Vanguard to pay more than $100 million to SEC over violations involving target date retirement funds

Table of Contents
  • The supposed infractions arose from a 2020 change where Vanguard reduced the minimum investment threshold for its institutional target date funds.
  • The SEC announced that payments totaling $106.41 million will be made to investors who were impacted. Vanguard agreed with the SEC's conclusions without admitting to them or refuting them.
  • Vanguard is one of the world's largest asset management companies, with over $10 trillion in assets globally as of November.

The U.S. Securities and Exchange Commission made an announcement on Friday regarding disclosures for target date investment funds.

The supposed violations came from a change Vanguard implemented in 2020, which reduced the minimum investment needed for its institutional target date funds. The SEC's order determined that the change led to a rush of withdrawals as customers switched to the institutional versions from other target date funds, causing taxable distributions for some of the remaining shareholders. The SEC stated that Vanguard did not accurately report the potential effects of the investment threshold changes on distributions.

The SEC said in a news release that because of this, retail investors who held onto their Investor TRFs in taxable accounts and didn't switch faced unusually large capital gains distributions and tax bills, and lost out on the potential for their investments to continue to grow.

The SEC stated that $106.41 million in payments will be distributed to investors who were impacted. Vanguard agreed to the settlement without admitting or denying the allegations made by the SEC.

Vanguard is one of the planet's largest investment managers, reporting more than $10 trillion of global assets as of November. The company was founded by Jack Bogle in the 1970s and is known for being low-cost and customer-friendly.

"We're dedicated to helping over 50 million ordinary investors and retirees who have entrusted us with their financial savings. We're satisfied with the outcome of this settlement and look forward to continuing to serve our investors with top-notch investment opportunities," Vanguard stated.

For instance, in the context of retirement planning, target date funds are a popular investment vehicle that automatically adapt their asset allocation as a certain year approaches. The goal of these funds is to gradually move from a mix of stocks that tend to grow more quickly to a more conservative blend of income-generating bonds, which is typically riskier.
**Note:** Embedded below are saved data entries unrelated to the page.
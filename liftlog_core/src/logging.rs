//! Logging infrastructure for liftlog.
//!
//! Provides centralized tracing setup for the CLI and tests.

use tracing_subscriber::{fmt, prelude::*, EnvFilter};

/// Initialize logging with the default `info` level
///
/// RUST_LOG overrides the level when set.
pub fn init() {
    init_with_level("info")
}

/// Initialize logging with a specific default level
///
/// # Arguments
/// * `default_level` - Default log level (debug, info, warn, error)
///
/// Output goes to stderr so command output on stdout stays clean.
pub fn init_with_level(default_level: &str) {
    let filter =
        EnvFilter::try_from_default_env().unwrap_or_else(|_| EnvFilter::new(default_level));

    // A subscriber may already be installed (repeated init, tests)
    let _ = tracing_subscriber::registry()
        .with(filter)
        .with(fmt::layer().compact().with_writer(std::io::stderr))
        .try_init();
}

/// Initialize logging for testing (captures logs for test output)
#[cfg(test)]
pub fn init_test() {
    // Called from several tests; only the first install wins
    let _ = tracing_subscriber::fmt()
        .with_test_writer()
        .with_env_filter(EnvFilter::new("debug"))
        .try_init();
}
This shift usually starts closer to the anticipated retirement year.

The payment shows how investors can still face big tax bills, even if they didn't sell any assets during the past year. When Vanguard reduced its initial investment minimum for its retirement funds from $100 million to $5 million in December 2020, many retirement plan investors switched from the investor share class to the institutional version after learning about the change, according to the SEC.
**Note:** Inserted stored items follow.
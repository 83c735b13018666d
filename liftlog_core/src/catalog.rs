//! Built-in training programs.
//!
//! This module provides the declarative program data: phases, deload weeks
//! and the per-day exercise templates, plus lookups over them.

use crate::types::*;
use crate::{Error, Result};
use once_cell::sync::Lazy;
use serde::{Deserialize, Serialize};

/// Cached built-in programs - built once and reused across all operations
static LINEAR_CATALOG: Lazy<Catalog> = Lazy::new(build_linear_catalog);
static PERIODIZED_CATALOG: Lazy<Catalog> = Lazy::new(build_periodized_catalog);

/// Which built-in program a deployment runs
#[derive(Clone, Copy, Debug, Serialize, Deserialize, PartialEq, Eq, Default)]
#[serde(rename_all = "snake_case")]
pub enum ProgramKind {
    /// Open-ended three-day linear progression
    #[default]
    Linear,
    /// 16-week block with phases, deloads and percentage work
    Periodized,
}

impl ProgramKind {
    /// Get a reference to the cached catalog for this program
    pub fn catalog(&self) -> &'static Catalog {
        match self {
            ProgramKind::Linear => &LINEAR_CATALOG,
            ProgramKind::Periodized => &PERIODIZED_CATALOG,
        }
    }

    /// Weight policy the program's data was written for
    pub fn default_policy(&self) -> CalculationPolicy {
        match self {
            ProgramKind::Linear => CalculationPolicy::Linear,
            ProgramKind::Periodized => CalculationPolicy::TrainingMax,
        }
    }
}

impl Catalog {
    /// Phase whose inclusive week range contains `week`
    pub fn phase_for_week(&self, week: u32) -> Result<&Phase> {
        self.phases
            .iter()
            .find(|p| p.contains(week))
            .ok_or(Error::PhaseNotFound { week })
    }

    /// Day labels scheduled for a week, in order
    pub fn workouts_for_week(&self, week: u32) -> Result<Vec<String>> {
        Ok(self.phase_for_week(week)?.labels.clone())
    }

    pub fn is_deload_week(&self, week: u32) -> bool {
        self.deload_weeks.contains(&week)
    }

    /// Number of deload weeks strictly before `week`
    pub fn deload_weeks_before(&self, week: u32) -> u32 {
        self.deload_weeks.iter().filter(|&&w| w < week).count() as u32
    }

    /// Template for a phase/day pair; the phase is ignored for shared templates
    pub fn template(&self, phase_number: u32, day_label: &str) -> Option<&WorkoutTemplate> {
        self.templates.iter().find(|t| {
            t.day_label == day_label && (self.shared_templates || t.phase_number == phase_number)
        })
    }

    pub fn template_by_id(&self, id: &str) -> Option<&WorkoutTemplate> {
        self.templates.iter().find(|t| t.id == id)
    }

    /// Last week covered by any phase
    pub fn total_weeks(&self) -> u32 {
        self.phases.iter().map(|p| p.end_week).max().unwrap_or(0)
    }

    /// Number of scheduled workouts in weeks `1..=up_to_week`
    pub fn total_workouts(&self, up_to_week: u32) -> u32 {
        self.phases
            .iter()
            .filter(|p| p.start_week <= up_to_week)
            .map(|p| {
                let last = p.end_week.min(up_to_week);
                (last - p.start_week + 1) * p.labels.len() as u32
            })
            .sum()
    }

    /// Validate the catalog for consistency and completeness
    ///
    /// Returns a list of validation errors, or empty Vec if valid.
    pub fn validate(&self) -> Vec<String> {
        let mut errors = Vec::new();

        if self.phases.is_empty() {
            errors.push("Catalog has no phases".to_string());
        }

        let mut phases: Vec<&Phase> = self.phases.iter().collect();
        phases.sort_by_key(|p| p.start_week);
        if let Some(first) = phases.first() {
            if first.start_week != 1 {
                errors.push(format!("First phase starts at week {}, not 1", first.start_week));
            }
        }
        for pair in phases.windows(2) {
            if pair[1].start_week != pair[0].end_week + 1 {
                errors.push(format!(
                    "Phases {} and {} are not contiguous (weeks {}-{} then {}-{})",
                    pair[0].number,
                    pair[1].number,
                    pair[0].start_week,
                    pair[0].end_week,
                    pair[1].start_week,
                    pair[1].end_week
                ));
            }
        }

        for phase in &self.phases {
            if phase.start_week > phase.end_week {
                errors.push(format!(
                    "Phase {} ends before it starts ({} > {})",
                    phase.number, phase.start_week, phase.end_week
                ));
            }
            if phase.labels.len() as u32 != phase.days_per_week {
                errors.push(format!(
                    "Phase {} declares {} days but has {} labels",
                    phase.number,
                    phase.days_per_week,
                    phase.labels.len()
                ));
            }
            for label in &phase.labels {
                if self.template(phase.number, label).is_none() {
                    errors.push(format!(
                        "Phase {} day '{}' has no template",
                        phase.number, label
                    ));
                }
            }
        }

        for week in &self.deload_weeks {
            if self.phase_for_week(*week).is_err() {
                errors.push(format!("Deload week {} is outside every phase", week));
            }
        }

        for template in &self.templates {
            if template.id.is_empty() {
                errors.push("Template has empty ID".to_string());
            }
            if template.exercises.is_empty() {
                errors.push(format!("Template '{}' has no exercises", template.id));
            }
            if self.templates.iter().filter(|t| t.id == template.id).count() > 1 {
                errors.push(format!("Duplicate template ID '{}'", template.id));
            }

            for exercise in &template.exercises {
                if exercise.id.is_empty() || exercise.name.is_empty() {
                    errors.push(format!(
                        "Template '{}' has an exercise with empty id or name",
                        template.id
                    ));
                }
                if let Some(pct) = exercise.percentage_of_main {
                    if pct <= 0.0 || pct > 2.0 {
                        errors.push(format!(
                            "Exercise '{}': percentage of main {} out of range",
                            exercise.id, pct
                        ));
                    }
                    if exercise.main_lift.is_none() {
                        errors.push(format!(
                            "Exercise '{}' has a percentage but no main lift",
                            exercise.id
                        ));
                    }
                }

                for (i, variation) in exercise.week_variations.iter().enumerate() {
                    let (first, last) = variation.week_range;
                    if first > last {
                        errors.push(format!(
                            "Exercise '{}': week range {}-{} is reversed",
                            exercise.id, first, last
                        ));
                    }
                    if let Some(intensity) = variation.intensity {
                        if intensity <= 0.0 || intensity > 2.0 {
                            errors.push(format!(
                                "Exercise '{}': intensity {} out of range",
                                exercise.id, intensity
                            ));
                        }
                    }
                    for other in &exercise.week_variations[i + 1..] {
                        if first <= other.week_range.1 && other.week_range.0 <= last {
                            errors.push(format!(
                                "Exercise '{}': week ranges {}-{} and {}-{} overlap",
                                exercise.id, first, last, other.week_range.0, other.week_range.1
                            ));
                        }
                    }
                }
            }
        }

        errors
    }
}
If they held the fund in a taxable brokerage account, following the order.

Typically, target date funds stay in tax-deferred accounts like 401(k) plans or individual retirement accounts to head off a large tax bill from a significant capital gains distribution.

The SEC's order stated that Vanguard's target funds aimed at investors experienced a net outflow of $130 billion from December 2020 to October 2021, more than triple the $41 billion seen in the same period the previous year. The order also noted that Vanguard chose not to combine the two series of funds initially in order to preserve revenue from fees.

Vanguard Adviser representative Jeff DeMaso stated that he believed the $106 million settlement was the largest regulatory penalty ever imposed on the Pennsylvania-based asset manager.

The settlement made public on Friday is in addition to the $40 million that Vanguard agreed to pay to investors as part of a class action lawsuit.

By the Financial Industry Regulatory Authority pertaining to issues with account statements for money market funds in 2019 and 2020.

The alleged misdeeds occurred when former CEO Tim Buckley was in charge. Current CEO Salim Ramji came on board from BlackRock in 2024.